Wes Ferrell led the league in innings pitched between 1935 and 1937, his age-27, age-28 and age-29 seasons. 1936 was the last time he posted an ERA above the league average. His career lasted until the age of 33, but his innings and effectiveness dwindled each year, until he became a shadow. Today Ferrell is perhaps as well known for his hitting prowess (he had a career 100 OPS+, meaning that he was as good a hitter as the average position player).
Nap Rucker was one of the top pitchers of the deadball era, and one who, like Felix, mastered off-speed pitches to combat a fading fastball. Rucker's arm grew sore in 1914, however, and while still effective he required two weeks' rest between starts. In the modern era, he could very well have taken a year off for surgery and hung around for years, but he voluntarily retired at age 31.
Bret Saberhagen is the model for pitcher abuse from the 80s. During his career the joke was that he only played well on odd-numbered years, because baseball hadn't yet realized that he spent the other half his career healing on the job. At his best, he was every bit as amazing as Harvey or Strasburg, but either due to manager or genetics, he couldn't withstand the rigors of the job.
Dave Stieb is most often summoned as an unflattering comparison to Jack Morris, but make no mistake: Stieb was easily the more talented pitcher. At age 27, he stood exactly where Felix did: the centerpiece of a young team, someone who had gone out there every five days without fail. Then, he failed. The arm gave out and it was several years before enough of it returned, and enough craftiness developed, to make him a suitable starter for the first half of his thirties. The result is closer to a Hall of Famer than you'd suspect - and a better case than Jack Morris's, unless you love counting stats - but it wasn't quite enough.

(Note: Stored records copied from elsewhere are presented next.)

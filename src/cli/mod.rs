//! Command-line interface for pantry
//!
//! This module handles:
//! - Command-line argument parsing using clap
//! - Configuration loading and validation
//! - One-shot subcommands (suggest, generate, config, completion)

pub mod completion;
mod progress;

pub use progress::Spinner;

use clap::{Parser, Subcommand};
use std::io;
use std::path::PathBuf;
use std::sync::Arc;

use crate::autocomplete::{AutocompleteController, BoundValue};
use crate::config::{Config, LogLevel, OutputFormat, SourceKind};
use crate::error::Result;
use crate::formatter::Formatter;
use crate::services::{self, RecipeWebhook};

/// Pantry - ingredient autocomplete and recipe finder
#[derive(Parser, Debug)]
#[command(
    name = "pantry",
    version,
    about = "Ingredient autocomplete and recipe finder",
    long_about = "Collect ingredients with type-ahead suggestions from a bundled list, a
remote ingredient search or a simulated backend, then send them to a recipe
generation webhook."
)]
pub struct CliArgs {
    /// Configuration file path
    #[arg(short = 'c', long = "config", value_name = "FILE", global = true)]
    pub config_file: Option<PathBuf>,

    /// Candidate source (static, spoonacular, simulated)
    #[arg(short = 's', long, value_name = "KIND", global = true)]
    pub source: Option<String>,

    /// Ingredient list file, one name per line
    #[arg(long = "ingredients", value_name = "FILE", global = true)]
    pub ingredients_file: Option<PathBuf>,

    /// Recipe webhook URL (overrides the saved one)
    #[arg(long, value_name = "URL", global = true)]
    pub webhook: Option<String>,

    /// Output format (plain, json, json-pretty, table)
    #[arg(long, value_name = "FORMAT", global = true)]
    pub format: Option<String>,

    /// Disable colored output
    #[arg(long = "no-color", global = true)]
    pub no_color: bool,

    /// Quiet mode (minimal output)
    #[arg(short = 'q', long, global = true)]
    pub quiet: bool,

    /// Verbose mode (detailed logging)
    #[arg(short = 'v', long, global = true)]
    pub verbose: bool,

    /// Very verbose mode (trace logging)
    #[arg(long = "vv", global = true)]
    pub very_verbose: bool,

    /// Subcommands
    #[command(subcommand)]
    pub command: Option<Commands>,
}

/// Subcommands for pantry
#[derive(Subcommand, Debug)]
pub enum Commands {
    /// Enter ingredients interactively (default)
    Interactive,

    /// Print the suggestions for a query
    Suggest {
        /// Query text
        #[arg(value_name = "QUERY", default_value = "")]
        query: String,
    },

    /// Send ingredients to the recipe webhook
    Generate {
        /// Ingredients to send
        #[arg(value_name = "INGREDIENT", required = true)]
        ingredients: Vec<String>,
    },

    /// Show version information
    Version,

    /// Generate shell completion script
    Completion {
        /// Shell type (bash, zsh, fish, powershell, elvish)
        #[arg(value_name = "SHELL")]
        shell: String,
    },

    /// Show or edit configuration
    Config {
        /// Show effective configuration
        #[arg(long)]
        show: bool,

        /// Validate configuration file
        #[arg(long)]
        validate: bool,

        /// Save the recipe webhook URL to the configuration file
        #[arg(long, value_name = "URL")]
        set_webhook: Option<String>,
    },
}

/// CLI interface handler
pub struct CliInterface {
    /// Parsed command-line arguments
    args: CliArgs,

    /// Loaded configuration
    config: Config,
}

impl CliInterface {
    /// Create a new CLI interface from the process arguments
    pub fn new() -> Result<Self> {
        let args = CliArgs::parse();
        let config = Self::load_config(&args)?;

        Ok(Self { args, config })
    }

    /// Load configuration from file and merge with environment and arguments
    fn load_config(args: &CliArgs) -> Result<Config> {
        let mut config = Config::load_from_file(args.config_file.as_deref())?;

        if let Err(e) = config.validate() {
            eprintln!("Warning: Configuration validation failed: {e}");
            eprintln!("Using default configuration instead.");
            config = Config::default();
        }

        config.apply_env();
        Self::apply_args_to_config(&mut config, args);

        Ok(config)
    }

    /// Get the configuration
    pub fn config(&self) -> &Config {
        &self.config
    }

    /// Get the CLI arguments
    pub fn args(&self) -> &CliArgs {
        &self.args
    }

    /// Check whether the interactive REPL should run
    pub fn is_interactive(&self) -> bool {
        matches!(self.args.command, None | Some(Commands::Interactive))
    }

    /// Build a formatter from the effective display settings
    pub fn formatter(&self) -> Formatter {
        Formatter::new(
            self.config.display.format,
            self.config.display.color_output,
        )
    }

    /// Apply CLI arguments to configuration
    fn apply_args_to_config(config: &mut Config, args: &CliArgs) {
        Self::apply_source_args(config, args);
        Self::apply_display_args(config, args);
        Self::apply_logging_args(config, args);

        if let Some(url) = &args.webhook {
            config.webhook.url = Some(url.clone());
        }
    }

    /// Apply source-related CLI arguments to configuration
    fn apply_source_args(config: &mut Config, args: &CliArgs) {
        if let Some(kind) = &args.source {
            match SourceKind::parse(kind) {
                Some(kind) => config.source.kind = kind,
                None => eprintln!("Warning: Unknown source '{kind}', using {:?}", config.source.kind),
            }
        }

        if let Some(path) = &args.ingredients_file {
            config.source.ingredients_file = Some(path.clone());
        }
    }

    /// Apply display-related CLI arguments to configuration
    fn apply_display_args(config: &mut Config, args: &CliArgs) {
        if let Some(format_str) = &args.format {
            config.display.format = Self::parse_output_format(format_str);
        }

        if args.no_color {
            config.display.color_output = false;
        }
    }

    /// Apply logging-related CLI arguments to configuration
    fn apply_logging_args(config: &mut Config, args: &CliArgs) {
        config.logging.level = if args.very_verbose {
            LogLevel::Trace
        } else if args.verbose {
            LogLevel::Debug
        } else if args.quiet {
            LogLevel::Error
        } else {
            config.logging.level
        };
    }

    /// Parse output format string
    fn parse_output_format(format_str: &str) -> OutputFormat {
        match format_str.to_lowercase().as_str() {
            "plain" | "text" => OutputFormat::Plain,
            "json" => OutputFormat::Json,
            "json-pretty" | "jsonpretty" => OutputFormat::JsonPretty,
            "table" => OutputFormat::Table,
            _ => {
                eprintln!("Warning: Unknown format '{format_str}', using plain");
                OutputFormat::Plain
            }
        }
    }

    /// Handle subcommands
    ///
    /// # Returns
    /// * `Result<bool>` - True if a subcommand was handled, false to continue
    ///   with the interactive REPL
    pub async fn handle_subcommand(&self) -> Result<bool> {
        match &self.args.command {
            None | Some(Commands::Interactive) => Ok(false),
            Some(Commands::Suggest { query }) => {
                self.suggest(query).await?;
                Ok(true)
            }
            Some(Commands::Generate { ingredients }) => {
                self.generate(ingredients).await?;
                Ok(true)
            }
            Some(Commands::Version) => {
                self.show_version();
                Ok(true)
            }
            Some(Commands::Completion { shell }) => {
                completion::generate_completion(shell, &mut io::stdout())?;
                Ok(true)
            }
            Some(Commands::Config {
                show,
                validate,
                set_webhook,
            }) => {
                self.handle_config_command(*show, *validate, set_webhook.as_deref())?;
                Ok(true)
            }
        }
    }

    /// Run one query through a fresh controller and print what it settles on
    async fn suggest(&self, query: &str) -> Result<()> {
        let source = services::candidate_source(&self.config)?;
        let controller = AutocompleteController::new(
            source,
            Arc::new(BoundValue::new()),
            &self.config.autocomplete,
        );

        controller.input_change(query);
        let state = controller.settled().await;
        println!("{}", self.formatter().format_suggestions(&state)?);
        Ok(())
    }

    /// Send ingredients to the webhook and print the outcome
    async fn generate(&self, ingredients: &[String]) -> Result<()> {
        let webhook = RecipeWebhook::from_config(&self.config.webhook)?;
        let spinner = Spinner::start("Generating recipes", !self.args.quiet);
        let outcome = webhook.generate(ingredients).await;
        spinner.finish();

        println!("{}", self.formatter().format_outcome(&outcome?)?);
        Ok(())
    }

    /// Show version information
    fn show_version(&self) {
        println!("pantry version {}", env!("CARGO_PKG_VERSION"));
        println!("Rust version: {}", env!("CARGO_PKG_RUST_VERSION"));
    }

    /// Handle config subcommand
    fn handle_config_command(
        &self,
        show: bool,
        validate: bool,
        set_webhook: Option<&str>,
    ) -> Result<()> {
        if let Some(url) = set_webhook {
            self.save_webhook(url)?;
        }

        if validate {
            self.validate_config_file();
        }

        if show {
            self.show_config()?;
        }

        Ok(())
    }

    /// Persist the webhook URL to the configuration file
    fn save_webhook(&self, url: &str) -> Result<()> {
        // Validates the URL before anything is written
        RecipeWebhook::new(url, self.config.webhook.timeout())?;

        let path = self.get_config_path();
        let mut stored = Config::load_from_file(Some(path.as_path()))?;
        stored.webhook.url = Some(url.trim().to_string());
        stored.save(&path)?;

        tracing::info!(path = %path.display(), "webhook URL saved");
        println!("Webhook URL saved to {}", path.display());
        Ok(())
    }

    /// Validate configuration file
    fn validate_config_file(&self) {
        let path = self.get_config_path();
        println!("Validating configuration file: {}", path.display());

        if !path.exists() {
            println!("❌ Configuration file does not exist");
            return;
        }

        match Config::load_from_file(Some(path.as_path())) {
            Ok(config) => match config.validate() {
                Ok(()) => println!("✅ Configuration is valid"),
                Err(e) => println!("❌ Configuration validation failed: {e}"),
            },
            Err(e) => println!("❌ Failed to load configuration: {e}"),
        }
    }

    /// Show effective configuration
    fn show_config(&self) -> Result<()> {
        let path = self.get_config_path();
        println!("Configuration file: {}", path.display());
        println!();
        println!("=== Effective Configuration ===");
        println!();

        let mut shown = self.config.clone();
        if shown.source.api_key.is_some() {
            shown.source.api_key = Some("***".to_string());
        }
        let rendered = toml::to_string_pretty(&shown)
            .map_err(|e| crate::error::ConfigError::InvalidFormat(e.to_string()))?;
        println!("{rendered}");

        Ok(())
    }

    /// Get configuration file path (from args or default)
    fn get_config_path(&self) -> PathBuf {
        self.args
            .config_file
            .clone()
            .unwrap_or_else(Config::default_path)
    }
}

We tend to think of arm injuries happening to the young these days, of mechanics not yet ironed and bodies not yet fleshed out. But pitchers, I've found, are a lot like newborns. You hold them, and they seem fine. But any moment, they could explode. Baseball is littered with UCLs and rotator cuffs, the dismembered limbs of men like Johan Santana, Rick Reuschel, Jose Rijo and Carlos Zambrano. Some of them are overworked. But sometimes, arms just die.

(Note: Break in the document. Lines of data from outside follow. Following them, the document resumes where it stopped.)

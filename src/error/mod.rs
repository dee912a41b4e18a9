//! Error handling for pantry.
//!
//! Suggestion lookups are recovered locally and never produce an error for
//! the host; the types here cover configuration, the recipe webhook, the
//! search backends' internal failures and the host value binding.

pub mod kinds;

// Re-export commonly used types
pub use kinds::{BindingError, ConfigError, PantryError, Result, SourceError, WebhookError};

Please don't treat the above as doomsaying; there's no reason to assume that Felix can't enjoy a long, healthy career, as many pitchers have done. It's more to lament the collective possession of something wonderful, like Matt Harvey's changeup, and then lose it so suddenly. We live in the age of the GIF, where we can watch the pinnacle of baseball greatness loop, unheedingly, until our eyelids droop. But at the same time, we can rarely hold on to that greatness in real life. Unlike hitters, who tend to blossom over time, the pitcher arrives and then erodes, and we're left to watch them hold on to what they can.

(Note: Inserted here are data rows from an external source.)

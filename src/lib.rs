//! Pantry Library
//!
//! Ingredient autocomplete core plus the terminal host around it.
//!
//! # Modules
//!
//! - `autocomplete`: Candidate sources, filtering and the autocomplete controller
//! - `cli`: Command-line interface and argument parsing
//! - `config`: Configuration management
//! - `error`: Error types and handling
//! - `formatter`: Output formatting and display
//! - `ingredients`: Bundled ingredient list and the ingredient form
//! - `repl`: Interactive ingredient entry
//! - `services`: Remote ingredient search and the recipe webhook
//!
//! # Example
//!
//! ```no_run
//! use std::sync::Arc;
//! use pantry::autocomplete::{AutocompleteController, BoundValue};
//! use pantry::config::AutocompleteConfig;
//!
//! #[tokio::main]
//! async fn main() {
//!     let bound = BoundValue::new();
//!     let controller = AutocompleteController::new(
//!         Arc::new(pantry::ingredients::bundled()),
//!         Arc::new(bound.clone()),
//!         &AutocompleteConfig::default(),
//!     );
//!
//!     controller.input_change("chi");
//!     for candidate in controller.settled().await.filtered {
//!         println!("{candidate}");
//!     }
//!
//!     controller.select(Some("chickpeas"));
//!     assert_eq!(bound.get(), "chickpeas");
//! }
//! ```

pub mod autocomplete;
pub mod cli;
pub mod config;
pub mod error;
pub mod formatter;
pub mod ingredients;
pub mod repl;
pub mod services;

// Re-export commonly used types
pub use autocomplete::{AutocompleteController, CandidateSource, ControllerState, FilterEngine};
pub use config::Config;
pub use error::{PantryError, Result};
pub use formatter::Formatter;
pub use repl::ReplEngine;

/// Library version
pub const VERSION: &str = env!("CARGO_PKG_VERSION");

/// Get library version string
pub fn version() -> &'static str {
    VERSION
}

#[cfg(test)]
mod tests {
    use super::*;

    #[test]
    fn test_version() {
        assert!(!version().is_empty());
    }
}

We expect a lot out of greatness. It's more than just having a great pitch or even being a great pitcher. It's about keeping it up week after week, year after year, despite everything life does to impair it. That longevity is a mysterious thing: sometimes it feels gritty and tenacious, at other times a genetic equivalent of triple sevens. We want it to be something special that divides them, something that separates a Bob Feller from a Wes Ferrell, because the alternative is hard to take.
We want Felix to be the Felix we've already planned out. But if things go wrong, if the unthinkable happens, it won't be because Felix failed. It'll be because somewhere, deep on the cellular level, something failed him.
And regardless, he'll always be the Felix we have this second. Now.